Author’s comments: (In lieu of non-response from ALS Society)

Let me repeat:
The author is fully prepared to face the ignominy and ridicule certain to be aimed his way if this theory is proved to be in error. Similarly he is well aware that many will openly question his sanity. It is much easier the deride the errors and failures of others than to develop relevant competing ideas of one's own.

It is only 50-60 years ago that the diagnosis of childhood leukemia meant certain death for 100% these children. Physician-scientist of the day had the temerity to inject known poisons into children attempting to kill leukemia cells.

A half century later many of these children, are alive and doing well as young or middle age adults. When faced with a patient with an inevitably fatal disease, treating physicians have an obligation to try newer and possibly more effective treatments.

More than 80% of children with leukemia today survive intense courses of chemotherapy. These children are alive today because of the courage of their physicians and the willingness of their grieving patents to try other new promising drugs.

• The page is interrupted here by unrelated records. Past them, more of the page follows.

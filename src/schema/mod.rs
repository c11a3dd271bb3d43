//! GraphQL schema over the project/client store.
//!
//! The schema is assembled by [`build_schema`] from an injected store; every
//! resolver reaches the store through the schema data, so several schemas
//! with different backends can live side by side.

mod mutation;
mod query;
mod types;

use std::sync::Arc;

use async_graphql::{Context, EmptySubscription, Error, ErrorExtensions, ID, Schema};
use uuid::Uuid;

use crate::db::Store;
use crate::error::StoreError;

pub use mutation::MutationRoot;
pub use query::QueryRoot;

pub type ProjectSchema = Schema<QueryRoot, MutationRoot, EmptySubscription>;

/// Build the GraphQL schema backed by `store`
pub fn build_schema(store: Arc<dyn Store>) -> ProjectSchema {
    Schema::build(QueryRoot, MutationRoot, EmptySubscription)
        .data(store)
        .finish()
}

fn store<'a>(ctx: &Context<'a>) -> async_graphql::Result<&'a Arc<dyn Store>> {
    ctx.data::<Arc<dyn Store>>()
}

/// Ids are opaque to callers; anything that is not one of ours matches nothing.
fn parse_id(id: &ID) -> Option<Uuid> {
    Uuid::parse_str(id.as_str()).ok()
}

/// Log the store failure and hand the caller an opaque error.
fn store_failure(err: StoreError) -> Error {
    tracing::error!(error = %err, "store operation failed");
    Error::new("internal store error").extend_with(|_, e| e.set("code", "STORE_ERROR"))
}

#[cfg(test)]
mod tests {
    use super::*;
    use crate::db::MemoryStore;
    use crate::models::{Client, NewClient, NewProject, Project, ProjectUpdate};
    use async_graphql::{Request, Variables};
    use async_trait::async_trait;
    use serde_json::{Value, json};

    fn schema() -> (ProjectSchema, Arc<MemoryStore>) {
        let store = Arc::new(MemoryStore::new());
        (build_schema(store.clone()), store)
    }

    async fn run(schema: &ProjectSchema, query: &str, variables: Value) -> Value {
        let request = Request::new(query).variables(Variables::from_json(variables));
        let response = schema.execute(request).await;
        assert!(response.errors.is_empty(), "unexpected errors: {:?}", response.errors);
        response.data.into_json().unwrap()
    }

    async fn add_client(schema: &ProjectSchema, name: &str) -> String {
        let data = run(
            schema,
            r#"mutation ($name: String!) {
                addClient(name: $name, email: "team@example.com", phone: "555-0000") { id }
            }"#,
            json!({ "name": name }),
        )
        .await;
        data["addClient"]["id"].as_str().unwrap().to_string()
    }

    async fn add_project(schema: &ProjectSchema, name: &str, client_id: &str) -> String {
        let data = run(
            schema,
            r#"mutation ($name: String!, $clientId: ID!) {
                addProject(name: $name, description: "work", clientId: $clientId) { id }
            }"#,
            json!({ "name": name, "clientId": client_id }),
        )
        .await;
        data["addProject"]["id"].as_str().unwrap().to_string()
    }

    #[tokio::test]
    async fn test_add_client_returns_submitted_fields() {
        let (schema, _) = schema();

        let data = run(
            &schema,
            r#"mutation {
                addClient(name: "Acme", email: "a@acme.com", phone: "555-1234") {
                    id name email phone
                }
            }"#,
            json!({}),
        )
        .await;
        let created = &data["addClient"];
        assert_eq!(created["name"], "Acme");
        assert_eq!(created["email"], "a@acme.com");
        assert_eq!(created["phone"], "555-1234");

        let id = created["id"].as_str().unwrap();
        let lookup = run(
            &schema,
            "query ($id: ID!) { client(id: $id) { id name email phone } }",
            json!({ "id": id }),
        )
        .await;
        assert_eq!(&lookup["client"], created);

        let listed = run(&schema, "{ clients { id name email phone } }", json!({})).await;
        assert_eq!(listed["clients"], json!([created]));
    }

    #[tokio::test]
    async fn test_add_project_defaults_to_not_started() {
        let (schema, _) = schema();
        let client_id = add_client(&schema, "Acme").await;

        let data = run(
            &schema,
            r#"mutation ($clientId: ID!) {
                addProject(name: "Site", description: "New site", clientId: $clientId) {
                    name description status client { id name }
                }
            }"#,
            json!({ "clientId": client_id }),
        )
        .await;

        assert_eq!(data["addProject"]["status"], "Not Started");
        assert_eq!(data["addProject"]["client"]["id"], client_id.as_str());
        assert_eq!(data["addProject"]["client"]["name"], "Acme");
    }

    #[tokio::test]
    async fn test_add_project_accepts_status_value_names() {
        let (schema, _) = schema();
        let client_id = add_client(&schema, "Acme").await;

        let data = run(
            &schema,
            r#"mutation ($clientId: ID!) {
                addProject(name: "Site", description: "d", status: progress, clientId: $clientId) {
                    status
                }
            }"#,
            json!({ "clientId": client_id }),
        )
        .await;

        assert_eq!(data["addProject"]["status"], "In Progress");
    }

    #[tokio::test]
    async fn test_add_project_rejects_malformed_client_id() {
        let (schema, store) = schema();

        let response = schema
            .execute(r#"mutation { addProject(name: "x", description: "y", clientId: "nope") { id } }"#)
            .await;

        assert_eq!(response.errors.len(), 1);
        assert_eq!(response.errors[0].message, "invalid client id");
        assert!(store.get_projects().await.unwrap().is_empty());
    }

    #[tokio::test]
    async fn test_missing_required_argument_fails_validation() {
        let (schema, store) = schema();

        let response = schema
            .execute(r#"mutation { addClient(name: "Acme", email: "a@acme.com") { id } }"#)
            .await;

        assert!(!response.errors.is_empty());
        assert!(response.errors[0].message.contains("phone"));
        assert!(store.get_clients().await.unwrap().is_empty());
    }

    #[tokio::test]
    async fn test_delete_client_cascades_to_projects() {
        let (schema, _) = schema();
        let acme = add_client(&schema, "Acme").await;
        let globex = add_client(&schema, "Globex").await;
        add_project(&schema, "A1", &acme).await;
        add_project(&schema, "A2", &acme).await;
        let kept = add_project(&schema, "G1", &globex).await;

        let deleted = run(
            &schema,
            "mutation ($id: ID!) { deleteClient(id: $id) { id name } }",
            json!({ "id": acme }),
        )
        .await;
        assert_eq!(deleted["deleteClient"]["name"], "Acme");

        let listed = run(&schema, "{ projects { id } }", json!({})).await;
        assert_eq!(listed["projects"], json!([{ "id": kept }]));
    }

    #[tokio::test]
    async fn test_delete_unknown_ids_return_null() {
        let (schema, _) = schema();
        let missing = Uuid::new_v4().to_string();

        let data = run(
            &schema,
            r#"mutation ($id: ID!) {
                deleteClient(id: $id) { id }
                deleteProject(id: $id) { id }
            }"#,
            json!({ "id": missing }),
        )
        .await;

        assert_eq!(data["deleteClient"], Value::Null);
        assert_eq!(data["deleteProject"], Value::Null);
    }

    #[tokio::test]
    async fn test_delete_project_returns_removed_record() {
        let (schema, store) = schema();
        let client_id = add_client(&schema, "Acme").await;
        let project_id = add_project(&schema, "Site", &client_id).await;

        let data = run(
            &schema,
            "mutation ($id: ID!) { deleteProject(id: $id) { id name } }",
            json!({ "id": project_id }),
        )
        .await;

        assert_eq!(data["deleteProject"]["name"], "Site");
        assert!(store.get_projects().await.unwrap().is_empty());
    }

    #[tokio::test]
    async fn test_update_project_replaces_fields() {
        let (schema, _) = schema();
        let client_id = add_client(&schema, "Acme").await;
        let project_id = add_project(&schema, "Site", &client_id).await;

        let data = run(
            &schema,
            r#"mutation ($id: ID!) {
                updateProject(id: $id, name: "Site v2", description: "Relaunch", status: completed) {
                    id name description status
                }
            }"#,
            json!({ "id": project_id }),
        )
        .await;

        assert_eq!(
            data["updateProject"],
            json!({
                "id": project_id,
                "name": "Site v2",
                "description": "Relaunch",
                "status": "Completed",
            })
        );
    }

    #[tokio::test]
    async fn test_update_project_without_status_keeps_it() {
        let (schema, _) = schema();
        let client_id = add_client(&schema, "Acme").await;
        let project_id = add_project(&schema, "Site", &client_id).await;
        run(
            &schema,
            r#"mutation ($id: ID!) { updateProject(id: $id, name: "a", description: "b", status: progress) { id } }"#,
            json!({ "id": project_id }),
        )
        .await;

        let data = run(
            &schema,
            r#"mutation ($id: ID!) { updateProject(id: $id, name: "c", description: "d") { name status } }"#,
            json!({ "id": project_id }),
        )
        .await;

        assert_eq!(data["updateProject"], json!({ "name": "c", "status": "In Progress" }));
    }

    #[tokio::test]
    async fn test_update_unknown_project_returns_null_and_changes_nothing() {
        let (schema, store) = schema();
        let client_id = add_client(&schema, "Acme").await;
        add_project(&schema, "Site", &client_id).await;
        let before = store.get_projects().await.unwrap();

        let data = run(
            &schema,
            r#"mutation ($id: ID!) { updateProject(id: $id, name: "x", description: "y") { id } }"#,
            json!({ "id": Uuid::new_v4().to_string() }),
        )
        .await;

        assert_eq!(data["updateProject"], Value::Null);
        assert_eq!(store.get_projects().await.unwrap(), before);
    }

    #[tokio::test]
    async fn test_dangling_client_reference_resolves_to_null() {
        let (schema, _) = schema();
        let ghost = Uuid::new_v4().to_string();
        let project_id = add_project(&schema, "Orphan", &ghost).await;

        let data = run(
            &schema,
            "query ($id: ID!) { project(id: $id) { name client { id } } }",
            json!({ "id": project_id }),
        )
        .await;

        assert_eq!(data["project"], json!({ "name": "Orphan", "client": null }));
    }

    #[tokio::test]
    async fn test_lookup_with_foreign_id_returns_null() {
        let (schema, _) = schema();

        let data = run(
            &schema,
            r#"{ client(id: "507f1f77bcf86cd799439011") { id } project(id: "abc") { id } }"#,
            json!({}),
        )
        .await;

        assert_eq!(data, json!({ "client": null, "project": null }));
    }

    #[test]
    fn test_sdl_uses_expected_type_names() {
        let (schema, _) = schema();
        let sdl = schema.sdl();

        assert!(sdl.contains("type RootQueryType"));
        assert!(sdl.contains("type Mutation"));
        assert!(sdl.contains("enum ProjectStatus {"));
        assert!(sdl.contains("enum ProjectStatusUpdate {"));
        assert!(sdl.contains("List of all clients"));
    }

    #[tokio::test]
    async fn test_update_project_takes_status_update_variable() {
        let (schema, _) = schema();
        let client_id = add_client(&schema, "Acme").await;
        let id = add_project(&schema, "Site", &client_id).await;

        let data = run(
            &schema,
            r#"mutation ($id: ID!, $status: ProjectStatusUpdate!) {
                updateProject(id: $id, name: "Site", description: "work", status: $status) {
                    status
                }
            }"#,
            json!({ "id": id, "status": "completed" }),
        )
        .await;

        assert_eq!(data["updateProject"]["status"], "Completed");
    }

    struct FailingStore;

    fn down() -> StoreError {
        StoreError::Database(sqlx::Error::PoolTimedOut)
    }

    #[async_trait]
    impl Store for FailingStore {
        async fn get_clients(&self) -> crate::error::Result<Vec<Client>> {
            Err(down())
        }
        async fn get_client(&self, _: Uuid) -> crate::error::Result<Option<Client>> {
            Err(down())
        }
        async fn create_client(&self, _: &NewClient) -> crate::error::Result<Client> {
            Err(down())
        }
        async fn delete_client(&self, _: Uuid) -> crate::error::Result<Option<Client>> {
            Err(down())
        }
        async fn get_projects(&self) -> crate::error::Result<Vec<Project>> {
            Err(down())
        }
        async fn get_project(&self, _: Uuid) -> crate::error::Result<Option<Project>> {
            Err(down())
        }
        async fn create_project(&self, _: &NewProject) -> crate::error::Result<Project> {
            Err(down())
        }
        async fn update_project(
            &self,
            _: Uuid,
            _: &ProjectUpdate,
        ) -> crate::error::Result<Option<Project>> {
            Err(down())
        }
        async fn delete_project(&self, _: Uuid) -> crate::error::Result<Option<Project>> {
            Err(down())
        }
    }

    #[tokio::test]
    async fn test_store_failure_is_opaque_to_caller() {
        let schema = build_schema(Arc::new(FailingStore));

        let response = schema.execute("{ clients { id } }").await;

        assert_eq!(response.errors.len(), 1);
        let error = &response.errors[0];
        assert_eq!(error.message, "internal store error");
        assert!(!error.message.contains("pool"));
        let code = error.extensions.as_ref().and_then(|ext| ext.get("code"));
        assert_eq!(code, Some(&async_graphql::Value::from("STORE_ERROR")));
    }
}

With the present hopeless attitude of physicians attempting to care for patients with ALS, it is easy to understand why more patients with ALS commit suicide than any other disease. In some societies patients with ALS commit suicide six times more frequently than any other disease. (10)

Surely it is time to try something new or prove that the suggestion that a liver transplant might well arrest the progressive muscle weakness is categorically implausible.

Initially posted on line October 25, 2015

The ALS Society has elected to ignore the existence of the only published Theory attempting to determine the cause(s) of this inevitably fatal disease and to explain its progressive nature and possible treatment options for more than 3 years for reasons known only to them.